Bab 13 – Anniversary 🔞
Bian duduk
dengan wajah datar dan pandangan yang dingin menatap tamu dan orang silih
berganti mendekat padanya. Bian merasa muak melihat orang-orang yang coba
menjilatnya untuk bekerja sama. Sudah ada 15 orang yang memberinya kartu nama
dan ada 20 lainnya yang memberinya katalog juga 8 bingkisan tidak jelas yang
sama sekali tak menarik untuk Bian.
Anna tidur
setelah bercinta dengannya tadi. Sekarang ia tak punya teman chatting. Anggota
gangnya seperti Jefri, Artur dan Maxim juga sudah mulai sibuk dengan urusan
masing-masing.

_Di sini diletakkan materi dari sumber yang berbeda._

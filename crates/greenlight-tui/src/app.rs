//! App shell: navigation and the UI event loop.
//!
//! One UI loop owns all screen state. Key events, background events
//! (action outcomes, logo loads), and a tick interval are multiplexed with
//! `tokio::select!`; screens answer with [`Nav`] values the shell applies.

use std::sync::Arc;
use std::time::Duration;

use crossterm::event::{Event, KeyCode, KeyEventKind};
use futures::StreamExt;
use tokio::sync::mpsc::{self, UnboundedReceiver, UnboundedSender};
use tokio::time::MissedTickBehavior;

use greenlight_core::{ApprovalRequest, AuthClient, ImageLoader};

use crate::config::FrontendConfig;
use crate::error::{FrontendError, FrontendResult};
use crate::event::{AppEvent, Nav};
use crate::registration::RegistrationScreen;
use crate::render;
use crate::screen::DetailScreen;
use crate::terminal::Term;
use crate::theme::Theme;

/// The screen currently shown.
pub enum Route {
    /// The approval-request detail screen.
    Detail(DetailScreen),
    /// The registration screen.
    Registration(RegistrationScreen),
}

/// Application state for one frontend run.
pub struct App {
    route: Route,
    theme: Theme,
    config: FrontendConfig,
    should_quit: bool,
    quit_pending: bool,
    events_tx: UnboundedSender<AppEvent>,
    events_rx: Option<UnboundedReceiver<AppEvent>>,
}

impl App {
    /// Create the app showing the detail screen for `request`.
    #[must_use]
    pub fn new(
        request: ApprovalRequest,
        client: Arc<dyn AuthClient>,
        loader: Arc<dyn ImageLoader>,
        config: FrontendConfig,
    ) -> Self {
        let (events_tx, events_rx) = mpsc::unbounded_channel();
        let mut screen = DetailScreen::new(
            request,
            client,
            loader,
            events_tx.clone(),
            config.clone(),
            0,
        );
        screen.bind();

        Self {
            route: Route::Detail(screen),
            theme: Theme::default(),
            config,
            should_quit: false,
            quit_pending: false,
            events_tx,
            events_rx: Some(events_rx),
        }
    }

    /// The current route.
    #[must_use]
    pub fn route(&self) -> &Route {
        &self.route
    }

    /// The active theme.
    #[must_use]
    pub fn theme(&self) -> &Theme {
        &self.theme
    }

    /// Whether the app has been asked to quit.
    #[must_use]
    pub fn should_quit(&self) -> bool {
        self.should_quit
    }

    /// Run the UI loop until the screen closes.
    ///
    /// # Errors
    ///
    /// Returns [`FrontendError::Terminal`] when drawing or reading input
    /// fails.
    pub async fn run(&mut self, terminal: &mut Term) -> FrontendResult<()> {
        let mut events = self
            .events_rx
            .take()
            .ok_or_else(|| FrontendError::Terminal("event loop already running".to_string()))?;
        let mut keys = crossterm::event::EventStream::new();
        let mut ticker = tokio::time::interval(Duration::from_millis(self.config.tick_ms));
        ticker.set_missed_tick_behavior(MissedTickBehavior::Skip);

        while !self.should_quit {
            terminal
                .draw(|frame| render::render_frame(frame, self))
                .map_err(|e| FrontendError::Terminal(e.to_string()))?;

            tokio::select! {
                maybe_key = keys.next() => match maybe_key {
                    Some(Ok(Event::Key(key))) if key.kind == KeyEventKind::Press => {
                        self.handle_key(key);
                    },
                    Some(Ok(_)) => {},
                    Some(Err(e)) => return Err(FrontendError::Terminal(e.to_string())),
                    None => break,
                },
                Some(event) = events.recv() => self.handle_app_event(event),
                _ = ticker.tick() => self.tick(),
            }
        }
        Ok(())
    }

    /// Handle one key press.
    pub fn handle_key(&mut self, key: crossterm::event::KeyEvent) {
        use crossterm::event::KeyModifiers;

        // Double Ctrl+C confirms quit, anywhere.
        if matches!(
            (key.code, key.modifiers),
            (KeyCode::Char('c' | 'd'), KeyModifiers::CONTROL)
        ) {
            if self.quit_pending {
                self.quit();
            } else {
                self.quit_pending = true;
            }
            return;
        }
        self.quit_pending = false;

        let nav = match &mut self.route {
            Route::Detail(screen) => screen.handle_key(key),
            Route::Registration(screen) => screen.handle_key(key),
        };
        if let Some(nav) = nav {
            self.apply_nav(nav);
        }
    }

    /// Consume one background event.
    pub fn handle_app_event(&mut self, event: AppEvent) {
        let nav = match &mut self.route {
            Route::Detail(screen) => screen.handle_event(event),
            Route::Registration(_) => None,
        };
        if let Some(nav) = nav {
            self.apply_nav(nav);
        }
    }

    /// Advance time-driven state.
    pub fn tick(&mut self) {
        let nav = match &mut self.route {
            Route::Detail(screen) => screen.tick(),
            Route::Registration(_) => None,
        };
        if let Some(nav) = nav {
            self.apply_nav(nav);
        }
    }

    fn apply_nav(&mut self, nav: Nav) {
        match nav {
            Nav::Close => self.quit(),
            Nav::Registration(reason) => {
                if let Route::Detail(screen) = &mut self.route {
                    screen.teardown();
                }
                self.route = Route::Registration(RegistrationScreen::new(reason));
            },
        }
    }

    fn quit(&mut self) {
        if let Route::Detail(screen) = &mut self.route {
            screen.teardown();
        }
        self.should_quit = true;
    }

    /// Sender for background events; used when spawning extra work from
    /// outside the screens (tests, demo harness).
    #[must_use]
    pub fn events_tx(&self) -> UnboundedSender<AppEvent> {
        self.events_tx.clone()
    }
}

#[cfg(test)]
mod tests {
    use super::*;
    use crossterm::event::{KeyEvent, KeyModifiers};
    use greenlight_core::{AuthError, RegistrationReason};
    use greenlight_test::{MockAuthClient, MockImageLoader, bare_pending_request};

    fn mk_app(client: MockAuthClient) -> App {
        App::new(
            bare_pending_request(),
            Arc::new(client),
            Arc::new(MockImageLoader::failing()),
            FrontendConfig::default(),
        )
    }

    fn key(code: KeyCode) -> KeyEvent {
        KeyEvent::new(code, KeyModifiers::NONE)
    }

    #[tokio::test]
    async fn quit_key_sets_should_quit_and_tears_down() {
        let mut app = mk_app(MockAuthClient::new());
        app.handle_key(key(KeyCode::Char('q')));
        assert!(app.should_quit());
    }

    #[tokio::test]
    async fn double_ctrl_c_quits() {
        let mut app = mk_app(MockAuthClient::new());
        let ctrl_c = KeyEvent::new(KeyCode::Char('c'), KeyModifiers::CONTROL);
        app.handle_key(ctrl_c);
        assert!(!app.should_quit());
        app.handle_key(ctrl_c);
        assert!(app.should_quit());
    }

    #[tokio::test]
    async fn other_key_resets_quit_pending() {
        let mut app = mk_app(MockAuthClient::new());
        let ctrl_c = KeyEvent::new(KeyCode::Char('c'), KeyModifiers::CONTROL);
        app.handle_key(ctrl_c);
        app.handle_key(key(KeyCode::Char('x')));
        app.handle_key(ctrl_c);
        assert!(!app.should_quit());
    }

    #[tokio::test]
    async fn deregistration_failure_routes_to_registration() {
        let client = MockAuthClient::new()
            .with_failure(AuthError::DeviceDeleted)
            .with_device_registered(false);
        let mut app = mk_app(client);
        let mut rx = app.events_rx.take().expect("receiver available");

        app.handle_key(key(KeyCode::Char('a')));
        let event = rx.recv().await.expect("expected action outcome");
        app.handle_app_event(event);

        match app.route() {
            Route::Registration(screen) => {
                assert_eq!(screen.reason(), RegistrationReason::DeviceDeleted);
            },
            Route::Detail(_) => panic!("expected registration route"),
        }
        assert!(!app.should_quit());

        // Leaving the registration screen ends the run.
        app.handle_key(key(KeyCode::Esc));
        assert!(app.should_quit());
    }

    #[tokio::test]
    async fn success_flow_closes_app_after_dismissal() {
        let mut app = mk_app(MockAuthClient::new());
        let mut rx = app.events_rx.take().expect("receiver available");

        app.handle_key(key(KeyCode::Char('a')));
        let event = rx.recv().await.expect("expected action outcome");
        app.handle_app_event(event);
        assert!(!app.should_quit());

        app.handle_key(key(KeyCode::Esc));
        assert!(app.should_quit());
    }
}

Sebelumnya Bian merasa mereka bisa menjadi sahabat yang baik dan
tulus. Tapi belakangan ini sepertinya mereka hanya dekat dengan Bian sebatas
pelancar bisnis keluarga saja. Menyebalkan.
Kedekatan
Bian dengan siapapun selalu terasa palsu. Selalu ada yang di incar dari Bian,
hanya Anna yang terus menolak pemberiannya dan mau dengan tulus menerimanya apa
adanya. Bian jadi makin merindukan Anna.
“Kak Bian,
ini Om Erwin Seymour,” ucap Eve memperkenalkan rekan sekaligus sahabat ayahnya.
“Bian
Griffin,” ucap Bian sembari menjabat tangan Erwin. “Maaf tadi siapa namamu?”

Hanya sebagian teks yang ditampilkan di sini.